I believe the network providers decided on their own not to use Huawei (after the various bans in the US and the uncertainty while they were planning upgrades) so became a moot point. That's a bit of a minefield while our citizens are held as political hostages, so can see why they didn't make a formal decision when it was effectively already made for them by 'the marketplace'.


----------



## MarkOttawa (25 Nov 2020)

Conclusion of a piece Terry Glavin:



> Canada’s China policy is still a shambles, whatever the minister says
> _The China of 2020 is a gruesome state-capitalist autocracy, just as it was in 2015 and in 2018. The Chinese Communist Party’s boot is still on the necks of the Muslim Uighurs of Xinjiang and the Bhuddists of Tibet and China’s human rights defenders..._
> 
> It was only three years ago that Justin Trudeau was boasting about his intention to have Canada usher China into its first free-trade agreement with a G7 country. It would be an historic, world-changing act that Trudeau described this way: “I know that as we look to building a better future for the entire world, the friendship between Canada and China will play an important role in setting the tone and the approach that will characterize the 21st century.”
> ...



Mark 
Ottawa


----------



## CBH99 (25 Nov 2020)

Navy_Pete said:
			
		

> I believe the network providers decided on their own not to use Huawei (after the various bans in the US and the uncertainty while they were planning upgrades) so became a moot point.

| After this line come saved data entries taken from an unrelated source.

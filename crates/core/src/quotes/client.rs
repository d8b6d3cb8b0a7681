//! Market Data Client - Facade for the market-data crate.
//!
//! Every provider call made by the quote service goes through this client,
//! which bounds it with a timeout. An elapsed call is reported as
//! [`MarketDataError::Timeout`] so the resolvers treat it like any other
//! upstream failure.
//!
//! ```text
//! resolvers ──▶ MarketDataClient ──▶ tokio::time::timeout ──▶ dyn MarketDataProvider
//! ```

use std::future::Future;
use std::sync::Arc;
use std::time::Duration;

use log::debug;
use stockdesk_market_data::{
    Bar, BulkHistory, Interval, MarketDataError, MarketDataProvider, Period, QuoteInfo,
};

/// Timeout-bounded access to a market data provider.
#[derive(Clone)]
pub struct MarketDataClient {
    provider: Arc<dyn MarketDataProvider>,
    timeout: Duration,
}

impl MarketDataClient {
    pub fn new(provider: Arc<dyn MarketDataProvider>, timeout: Duration) -> Self {
        Self { provider, timeout }
    }

    pub fn provider_id(&self) -> &'static str {
        self.provider.id()
    }

    async fn bounded<T, F>(&self, operation: &str, call: F) -> Result<T, MarketDataError>
    where
        F: Future<Output = Result<T, MarketDataError>>,
    {
        match tokio::time::timeout(self.timeout, call).await {
            Ok(result) => result,
            Err(_) => {
                debug!(
                    "{} call to {} exceeded {:?}",
                    operation,
                    self.provider.id(),
                    self.timeout
                );
                Err(MarketDataError::Timeout {
                    provider: self.provider.id().to_string(),
                })
            }
        }
    }

    pub async fn fast_quote(&self, symbol: &str) -> Result<Option<f64>, MarketDataError> {
        self.bounded("fast_quote", self.provider.fast_quote(symbol))
            .await
    }

    pub async fn history(
        &self,
        symbol: &str,
        period: Period,
        interval: Interval,
    ) -> Result<Vec<Bar>, MarketDataError> {
        self.bounded("history", self.provider.history(symbol, period, interval))
            .await
    }

    pub async fn bulk_history(
        &self,
        symbols: &[String],
        period: Period,
        interval: Interval,
    ) -> Result<BulkHistory, MarketDataError> {
        self.bounded(
            "bulk_history",
            self.provider.bulk_history(symbols, period, interval),
        )
        .await
    }

    pub async fn info(&self, symbol: &str) -> Result<QuoteInfo, MarketDataError> {
        self.bounded("info", self.provider.info(symbol)).await
    }

    pub async fn lookup(&self, query: &str) -> Result<Option<QuoteInfo>, MarketDataError> {
        self.bounded("lookup", self.provider.lookup(query)).await
    }
}
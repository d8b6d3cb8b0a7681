//! History Formatter: provider bars to ordered [`HistoryPoint`]s.

use log::warn;
use stockdesk_market_data::{Bar, Interval, Period};

use super::client::MarketDataClient;
use super::errors::{QuoteError, Result};
use super::model::HistoryPoint;
use super::normalizer::to_decimal;

/// Fetch and normalize the history of `symbol`. No fallback is attempted.
///
/// Provider failures are reported as [`QuoteError::HistoryUpstream`].
pub async fn format_history(
    client: &MarketDataClient,
    symbol: &str,
    period: Period,
    interval: Interval,
) -> Result<Vec<HistoryPoint>> {
    let bars = client
        .history(symbol, period, interval)
        .await
        .map_err(QuoteError::history)?;
    let points = to_points(symbol, bars);

    if points.is_empty() {
        return Err(QuoteError::NotFound(format!(
            "No historical data found for symbol: {symbol}"
        )));
    }
    Ok(points)
}

/// Convert bars, skipping ones with non-finite prices, sorted by date.
fn to_points(symbol: &str, bars: Vec<Bar>) -> Vec<HistoryPoint> {
    let mut points: Vec<HistoryPoint> = bars
        .into_iter()
        .filter_map(|bar| match to_point(&bar) {
            Ok(point) => Some(point),
            Err(e) => {
                warn!("Skipping {} bar at {}: {}", symbol, bar.timestamp, e);
                None
            }
        })
        .collect();
    points.sort_by_key(|point| point.date);
    points
}

fn to_point(bar: &Bar) -> Result<HistoryPoint> {
    Ok(HistoryPoint {
        date: bar.timestamp,
        open: to_decimal("open", bar.open)?,
        high: to_decimal("high", bar.high)?,
        low: to_decimal("low", bar.low)?,
        close: to_decimal("close", bar.close)?,
        volume: bar.volume,
    })
}
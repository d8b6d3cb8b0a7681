//! Quote-related error types.

use thiserror::Error;

use stockdesk_market_data::MarketDataError;

/// Type alias for Result using [`QuoteError`].
pub type Result<T> = std::result::Result<T, QuoteError>;

/// Errors raised while resolving quotes, history or search results.
///
/// Keeps "the provider had nothing" apart from "the provider failed" so the
/// HTTP layer can answer 404 or 500 without inspecting messages.
#[derive(Error, Debug)]
pub enum QuoteError {
    /// The provider answered but had no usable data.
    #[error("{0}")]
    NotFound(String),

    /// A provider call failed or timed out.
    #[error("Error fetching stock data: {0}")]
    Upstream(#[from] MarketDataError),

    /// A history request was rejected or its provider call failed.
    #[error("Error fetching historical data: {0}")]
    HistoryUpstream(MarketDataError),

    /// Derived values could not be computed from the provider data.
    #[error("Computation failed: {0}")]
    Computation(String),
}

impl QuoteError {
    pub fn is_not_found(&self) -> bool {
        matches!(self, Self::NotFound(_))
    }

    /// Wraps a provider error raised while serving history.
    pub(crate) fn history(error: MarketDataError) -> Self {
        Self::HistoryUpstream(error)
    }
}
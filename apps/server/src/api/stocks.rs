use std::sync::Arc;

use axum::{
    extract::{Query, State},
    routing::get,
    Json, Router,
};
use serde::{Deserialize, Serialize};
use stockdesk_core::quotes::constants::{DEFAULT_HISTORY_INTERVAL, DEFAULT_HISTORY_PERIOD};
use stockdesk_core::quotes::{HistoryPoint, Quote, QuoteResult, SearchOutcome};

use crate::{error::ApiResult, main_lib::AppState};

#[derive(Deserialize)]
struct QuoteQuery {
    symbol: String,
}

#[derive(Deserialize)]
struct QuotesQuery {
    symbols: String,
}

#[derive(Deserialize)]
struct SearchQuery {
    query: String,
}

fn default_period() -> String {
    DEFAULT_HISTORY_PERIOD.to_string()
}

fn default_interval() -> String {
    DEFAULT_HISTORY_INTERVAL.to_string()
}

#[derive(Deserialize)]
struct HistoryQuery {
    symbol: String,
    #[serde(default = "default_period")]
    period: String,
    #[serde(default = "default_interval")]
    interval: String,
}

#[derive(Serialize)]
struct QuotesResponse {
    data: Vec<QuoteResult>,
}

#[derive(Serialize)]
struct HistoryResponse {
    symbol: String,
    period: String,
    interval: String,
    data: Vec<HistoryPoint>,
}

/// Split a comma-separated symbol list, trimming and uppercasing each entry.
fn parse_symbols(raw: &str) -> Vec<String> {
    raw.split(',')
        .map(|s| s.trim().to_uppercase())
        .filter(|s| !s.is_empty())
        .collect()
}

async fn get_quote(
    State(state): State<Arc<AppState>>,
    Query(params): Query<QuoteQuery>,
) -> ApiResult<Json<Quote>> {
    let quote = state.quote_service.get_quote(&params.symbol).await?;
    Ok(Json(quote))
}

async fn get_quotes(
    State(state): State<Arc<AppState>>,
    Query(params): Query<QuotesQuery>,
) -> Json<QuotesResponse> {
    let symbols = parse_symbols(&params.symbols);
    let data = state.quote_service.get_quotes(&symbols).await;
    Json(QuotesResponse { data })
}

async fn search_stocks(
    State(state): State<Arc<AppState>>,
    Query(params): Query<SearchQuery>,
) -> Json<SearchOutcome> {
    Json(state.quote_service.search(&params.query).await)
}

async fn get_history(
    State(state): State<Arc<AppState>>,
    Query(params): Query<HistoryQuery>,
) -> ApiResult<Json<HistoryResponse>> {
    let data = state
        .quote_service
        .get_history(&params.symbol, &params.period, &params.interval)
        .await?;
    Ok(Json(HistoryResponse {
        symbol: params.symbol.to_uppercase(),
        period: params.period,
        interval: params.interval,
        data,
    }))
}

pub fn router() -> Router<Arc<AppState>> {
    Router::new()
        .route("/stocks/quote", get(get_quote))
        .route("/stocks/quotes", get(get_quotes))
        .route("/stocks/search", get(search_stocks))
        .route("/stocks/history", get(get_history))
}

That's a bit of a minefield while our citizens are held as political hostages, so can see why they didn't make a formal decision when it was effectively already made for them by 'the marketplace'.

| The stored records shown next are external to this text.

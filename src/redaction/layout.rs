//! Canonical text reconstruction from recognizer tokens
//!
//! Words are joined in recognition order. A block change inserts a blank
//! line, a paragraph or line change inserts a newline, and words on the same
//! line are separated by a single space. Structural rows (no confidence or no
//! text) add no text but still move the block/paragraph/line cursor, so a
//! boundary they introduce is kept.

use crate::redaction::models::{OcrToken, RecognizedWord};

/// Structural position of the previous token
#[derive(Debug, Clone, Copy, PartialEq, Eq)]
struct Cursor {
    block: u32,
    paragraph: u32,
    line: u32,
}

impl Cursor {
    fn of(token: &OcrToken) -> Self {
        Self {
            block: token.block_id,
            paragraph: token.paragraph_id,
            line: token.line_id,
        }
    }

    /// Separator implied by moving from `self` to `next`, if any
    fn separator_to(&self, next: &Cursor) -> Option<&'static str> {
        if self.block != next.block {
            Some("\n\n")
        } else if self.paragraph != next.paragraph || self.line != next.line {
            Some("\n")
        } else {
            None
        }
    }
}

fn is_structural(token: &OcrToken) -> bool {
    let undefined = token.confidence.map_or(true, |c| c < 0.0);
    undefined || token.text.trim().is_empty()
}

/// Build the canonical text and the positioned word list for a page
///
/// Offsets in the returned words are byte offsets into the returned text.
pub fn build_canonical_text(tokens: &[OcrToken]) -> (String, Vec<RecognizedWord>) {
    let mut text = String::new();
    let mut words: Vec<RecognizedWord> = Vec::new();
    let mut previous: Option<Cursor> = None;
    let mut last_was_word = false;

    for token in tokens {
        let cursor = Cursor::of(token);
        let separator = previous.and_then(|p| p.separator_to(&cursor));

        if let Some(sep) = separator {
            if !text.is_empty() {
                text.push_str(sep);
                last_was_word = false;
            }
        }
        previous = Some(cursor);

        if is_structural(token) {
            continue;
        }

        if last_was_word {
            text.push(' ');
        }

        let trimmed = token.text.trim();
        let char_start = text.len();
        text.push_str(trimmed);

        words.push(RecognizedWord {
            text: trimmed.to_string(),
            bbox: token.bbox,
            char_start,
            char_end: text.len(),
            block_id: token.block_id,
            paragraph_id: token.paragraph_id,
            line_id: token.line_id,
        });
        last_was_word = true;
    }

    (text, words)
}
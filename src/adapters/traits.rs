//! Collaborator traits
//!
//! This module defines the traits that rasterizers, recognizers and output
//! writers must implement to plug into the document pipeline. All methods are
//! blocking; the orchestrator calls them from the blocking thread pool.

use crate::domain::{RedactorError, Result};
use crate::redaction::models::OcrToken;
use image::{GrayImage, RgbImage};
use std::path::Path;

/// Turns documents into page bitmaps
pub trait Rasterizer: Send + Sync {
    /// Render every page of a PDF at `dpi`, in page order
    ///
    /// # Errors
    ///
    /// Returns [`RedactorError::RasterizationFailure`] if the document cannot
    /// be rendered.
    fn rasterize(&self, document: &Path, dpi: u32) -> Result<Vec<RgbImage>>;

    /// Decode a single image file
    ///
    /// # Errors
    ///
    /// Returns [`RedactorError::RasterizationFailure`] if the file cannot be
    /// decoded.
    fn load_image(&self, path: &Path) -> Result<RgbImage> {
        image::open(path)
            .map(|img| img.to_rgb8())
            .map_err(|e| {
                RedactorError::RasterizationFailure(format!(
                    "Failed to decode {}: {e}",
                    path.display()
                ))
            })
    }
}

/// Recognizes words on a prepared page
pub trait Recognizer: Send + Sync {
    /// Recognize tokens with their boxes and structural ids
    ///
    /// Boxes are in the coordinate space of `page`.
    ///
    /// # Errors
    ///
    /// Returns [`RedactorError::RecognitionFailure`] if recognition fails.
    fn recognize(&self, page: &GrayImage) -> Result<Vec<OcrToken>>;
}

/// Persists redacted output
pub trait PageWriter: Send + Sync {
    /// Write a single redacted image; the format follows the extension
    ///
    /// # Errors
    ///
    /// Returns [`RedactorError::WriteFailure`] if the file cannot be written.
    fn write_image(&self, image: &RgbImage, path: &Path) -> Result<()>;

    /// Write redacted pages as one multi-page document
    ///
    /// # Errors
    ///
    /// Returns [`RedactorError::WriteFailure`] if the file cannot be written.
    fn write_pages(&self, pages: &[RgbImage], dpi: u32, path: &Path) -> Result<()>;

    /// Write redacted text
    ///
    /// # Errors
    ///
    /// Returns [`RedactorError::WriteFailure`] if the file cannot be written.
    fn write_text(&self, text: &str, path: &Path) -> Result<()>;
}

True.  I realize that when it comes to the China file, any decision that doesn't cater to what the Chinese want will probably be put on hold until our citizens are released, for their own safety.


----------



## Haggis (26 Nov 2020)

MarkOttawa said:
			
		

> The opposition motion has no binding force. The government can just keep on doing--or not doing--what it wants.
> 
> Recent stories:
> 
> ...


Given the Liberal's culture of impunity, that will be the likely outcome, whether the motion were binding or not.


----------